PROBLEM STATEMENT: From the listing below, output only the lines starting at the line that has "assert_eq!(report.skipped, 2);" and ending at the line that has "store.enqueue(&[7], ENGINE, DEPTH, 100).await.unwrap();", exactly as they appear, ends included.

THE DATA:
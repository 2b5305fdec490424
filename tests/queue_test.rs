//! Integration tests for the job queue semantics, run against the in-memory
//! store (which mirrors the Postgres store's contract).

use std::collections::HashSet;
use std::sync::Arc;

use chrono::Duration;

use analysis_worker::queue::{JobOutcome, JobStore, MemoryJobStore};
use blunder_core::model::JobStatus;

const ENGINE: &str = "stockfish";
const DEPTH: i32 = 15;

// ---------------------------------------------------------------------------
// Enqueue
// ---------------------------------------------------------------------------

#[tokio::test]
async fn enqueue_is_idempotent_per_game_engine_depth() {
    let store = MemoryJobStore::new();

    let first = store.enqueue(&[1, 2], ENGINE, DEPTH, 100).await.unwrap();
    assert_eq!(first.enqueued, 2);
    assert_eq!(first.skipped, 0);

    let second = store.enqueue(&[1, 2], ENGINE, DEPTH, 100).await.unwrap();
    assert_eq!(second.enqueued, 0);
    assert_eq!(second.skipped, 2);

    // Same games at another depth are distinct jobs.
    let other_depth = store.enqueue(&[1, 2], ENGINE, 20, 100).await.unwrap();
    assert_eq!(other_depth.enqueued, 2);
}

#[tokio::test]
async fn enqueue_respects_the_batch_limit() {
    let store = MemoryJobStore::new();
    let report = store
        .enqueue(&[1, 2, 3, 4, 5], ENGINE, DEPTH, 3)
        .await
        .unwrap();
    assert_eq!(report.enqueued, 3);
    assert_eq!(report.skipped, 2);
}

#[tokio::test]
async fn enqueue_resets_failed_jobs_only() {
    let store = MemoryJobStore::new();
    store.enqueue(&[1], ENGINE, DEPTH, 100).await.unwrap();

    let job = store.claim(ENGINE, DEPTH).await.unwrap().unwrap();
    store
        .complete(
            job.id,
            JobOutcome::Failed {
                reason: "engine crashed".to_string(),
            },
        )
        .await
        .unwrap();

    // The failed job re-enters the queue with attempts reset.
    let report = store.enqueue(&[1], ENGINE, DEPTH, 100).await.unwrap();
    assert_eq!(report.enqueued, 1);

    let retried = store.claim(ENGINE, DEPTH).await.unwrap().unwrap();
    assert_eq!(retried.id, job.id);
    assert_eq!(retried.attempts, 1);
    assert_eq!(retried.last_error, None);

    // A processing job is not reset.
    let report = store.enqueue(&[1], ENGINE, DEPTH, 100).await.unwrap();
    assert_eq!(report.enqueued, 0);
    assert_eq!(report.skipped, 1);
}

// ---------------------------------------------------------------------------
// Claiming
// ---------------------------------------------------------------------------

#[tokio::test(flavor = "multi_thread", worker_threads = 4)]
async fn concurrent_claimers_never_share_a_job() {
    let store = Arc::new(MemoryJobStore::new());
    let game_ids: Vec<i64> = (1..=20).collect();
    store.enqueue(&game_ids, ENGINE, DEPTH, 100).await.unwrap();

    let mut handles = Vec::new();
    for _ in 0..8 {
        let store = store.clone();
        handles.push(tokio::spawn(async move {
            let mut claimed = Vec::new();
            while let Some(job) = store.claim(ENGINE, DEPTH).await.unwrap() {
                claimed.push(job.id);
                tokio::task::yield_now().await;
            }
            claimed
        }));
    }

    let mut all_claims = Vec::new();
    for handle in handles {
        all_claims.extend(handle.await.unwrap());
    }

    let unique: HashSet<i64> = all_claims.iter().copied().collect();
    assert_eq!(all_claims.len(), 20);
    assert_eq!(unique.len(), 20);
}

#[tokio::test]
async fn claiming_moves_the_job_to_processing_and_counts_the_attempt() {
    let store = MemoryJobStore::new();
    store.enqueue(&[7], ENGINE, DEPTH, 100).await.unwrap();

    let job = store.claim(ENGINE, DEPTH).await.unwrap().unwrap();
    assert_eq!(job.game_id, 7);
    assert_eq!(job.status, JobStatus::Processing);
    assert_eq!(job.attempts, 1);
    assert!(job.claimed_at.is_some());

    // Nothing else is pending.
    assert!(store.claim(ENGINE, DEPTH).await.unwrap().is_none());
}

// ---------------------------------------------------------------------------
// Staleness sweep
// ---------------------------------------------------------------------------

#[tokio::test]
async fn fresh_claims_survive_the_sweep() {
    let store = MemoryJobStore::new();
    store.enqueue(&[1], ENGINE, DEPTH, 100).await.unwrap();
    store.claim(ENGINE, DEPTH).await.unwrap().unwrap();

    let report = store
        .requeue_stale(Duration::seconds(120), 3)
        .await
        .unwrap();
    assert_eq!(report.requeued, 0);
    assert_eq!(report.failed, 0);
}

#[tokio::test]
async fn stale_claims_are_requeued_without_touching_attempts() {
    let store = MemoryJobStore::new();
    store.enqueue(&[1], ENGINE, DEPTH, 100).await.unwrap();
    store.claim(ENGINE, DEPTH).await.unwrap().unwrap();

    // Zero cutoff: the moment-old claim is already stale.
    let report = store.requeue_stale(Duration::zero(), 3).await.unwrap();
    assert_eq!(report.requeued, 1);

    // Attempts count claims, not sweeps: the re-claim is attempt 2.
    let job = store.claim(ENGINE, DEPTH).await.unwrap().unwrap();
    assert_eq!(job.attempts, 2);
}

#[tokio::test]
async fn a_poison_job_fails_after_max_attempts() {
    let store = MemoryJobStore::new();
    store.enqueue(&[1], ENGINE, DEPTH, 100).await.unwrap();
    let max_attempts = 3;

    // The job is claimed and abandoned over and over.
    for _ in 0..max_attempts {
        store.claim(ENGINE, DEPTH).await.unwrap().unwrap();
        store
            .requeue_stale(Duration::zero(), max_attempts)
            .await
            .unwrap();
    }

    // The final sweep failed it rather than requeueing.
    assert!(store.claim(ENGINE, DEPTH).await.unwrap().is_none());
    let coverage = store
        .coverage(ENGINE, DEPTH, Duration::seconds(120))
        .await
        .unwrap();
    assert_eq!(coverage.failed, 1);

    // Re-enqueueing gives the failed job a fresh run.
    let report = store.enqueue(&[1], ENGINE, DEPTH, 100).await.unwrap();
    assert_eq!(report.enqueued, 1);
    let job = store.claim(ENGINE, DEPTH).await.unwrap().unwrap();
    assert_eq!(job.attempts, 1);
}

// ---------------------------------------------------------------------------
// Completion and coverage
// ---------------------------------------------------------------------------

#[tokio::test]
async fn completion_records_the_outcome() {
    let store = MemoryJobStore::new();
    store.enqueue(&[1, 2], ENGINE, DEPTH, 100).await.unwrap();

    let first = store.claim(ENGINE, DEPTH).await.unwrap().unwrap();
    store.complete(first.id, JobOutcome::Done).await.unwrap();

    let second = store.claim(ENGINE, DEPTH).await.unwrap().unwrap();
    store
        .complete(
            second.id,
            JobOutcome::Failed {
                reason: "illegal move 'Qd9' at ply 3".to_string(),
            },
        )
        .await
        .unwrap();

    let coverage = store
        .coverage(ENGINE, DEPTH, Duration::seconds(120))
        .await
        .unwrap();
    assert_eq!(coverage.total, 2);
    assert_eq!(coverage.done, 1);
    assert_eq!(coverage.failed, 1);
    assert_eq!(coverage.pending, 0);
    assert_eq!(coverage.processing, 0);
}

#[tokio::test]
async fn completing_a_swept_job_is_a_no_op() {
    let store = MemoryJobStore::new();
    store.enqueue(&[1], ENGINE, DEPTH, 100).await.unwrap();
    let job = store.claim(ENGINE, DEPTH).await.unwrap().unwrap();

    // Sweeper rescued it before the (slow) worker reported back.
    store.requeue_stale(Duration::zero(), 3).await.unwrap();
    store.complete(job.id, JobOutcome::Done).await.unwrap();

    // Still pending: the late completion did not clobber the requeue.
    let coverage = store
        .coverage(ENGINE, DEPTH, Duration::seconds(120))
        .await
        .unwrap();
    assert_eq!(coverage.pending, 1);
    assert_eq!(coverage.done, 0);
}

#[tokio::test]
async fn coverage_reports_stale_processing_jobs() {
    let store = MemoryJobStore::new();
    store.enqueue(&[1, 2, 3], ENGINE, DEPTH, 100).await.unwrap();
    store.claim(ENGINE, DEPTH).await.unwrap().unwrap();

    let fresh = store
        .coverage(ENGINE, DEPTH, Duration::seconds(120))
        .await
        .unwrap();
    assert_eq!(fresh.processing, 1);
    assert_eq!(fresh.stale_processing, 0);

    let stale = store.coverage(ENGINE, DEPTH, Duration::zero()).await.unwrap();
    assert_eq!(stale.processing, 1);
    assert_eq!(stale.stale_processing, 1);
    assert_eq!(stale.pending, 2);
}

EXERCISE OUTPUT:
    assert_eq!(report.skipped, 2);
}

#[tokio::test]
async fn enqueue_resets_failed_jobs_only() {
    let store = MemoryJobStore::new();
    store.enqueue(&[1], ENGINE, DEPTH, 100).await.unwrap();

    let job = store.claim(ENGINE, DEPTH).await.unwrap().unwrap();
    store
        .complete(
            job.id,
            JobOutcome::Failed {
                reason: "engine crashed".to_string(),
            },
        )
        .await
        .unwrap();

    // The failed job re-enters the queue with attempts reset.
    let report = store.enqueue(&[1], ENGINE, DEPTH, 100).await.unwrap();
    assert_eq!(report.enqueued, 1);

    let retried = store.claim(ENGINE, DEPTH).await.unwrap().unwrap();
    assert_eq!(retried.id, job.id);
    assert_eq!(retried.attempts, 1);
    assert_eq!(retried.last_error, None);

    // A processing job is not reset.
    let report = store.enqueue(&[1], ENGINE, DEPTH, 100).await.unwrap();
    assert_eq!(report.enqueued, 0);
    assert_eq!(report.skipped, 1);
}

// ---------------------------------------------------------------------------
// Claiming
// ---------------------------------------------------------------------------

#[tokio::test(flavor = "multi_thread", worker_threads = 4)]
async fn concurrent_claimers_never_share_a_job() {
    let store = Arc::new(MemoryJobStore::new());
    let game_ids: Vec<i64> = (1..=20).collect();
    store.enqueue(&game_ids, ENGINE, DEPTH, 100).await.unwrap();

    let mut handles = Vec::new();
    for _ in 0..8 {
        let store = store.clone();
        handles.push(tokio::spawn(async move {
            let mut claimed = Vec::new();
            while let Some(job) = store.claim(ENGINE, DEPTH).await.unwrap() {
                claimed.push(job.id);
                tokio::task::yield_now().await;
            }
            claimed
        }));
    }

    let mut all_claims = Vec::new();
    for handle in handles {
        all_claims.extend(handle.await.unwrap());
    }

    let unique: HashSet<i64> = all_claims.iter().copied().collect();
    assert_eq!(all_claims.len(), 20);
    assert_eq!(unique.len(), 20);
}

#[tokio::test]
async fn claiming_moves_the_job_to_processing_and_counts_the_attempt() {
    let store = MemoryJobStore::new();
    store.enqueue(&[7], ENGINE, DEPTH, 100).await.unwrap();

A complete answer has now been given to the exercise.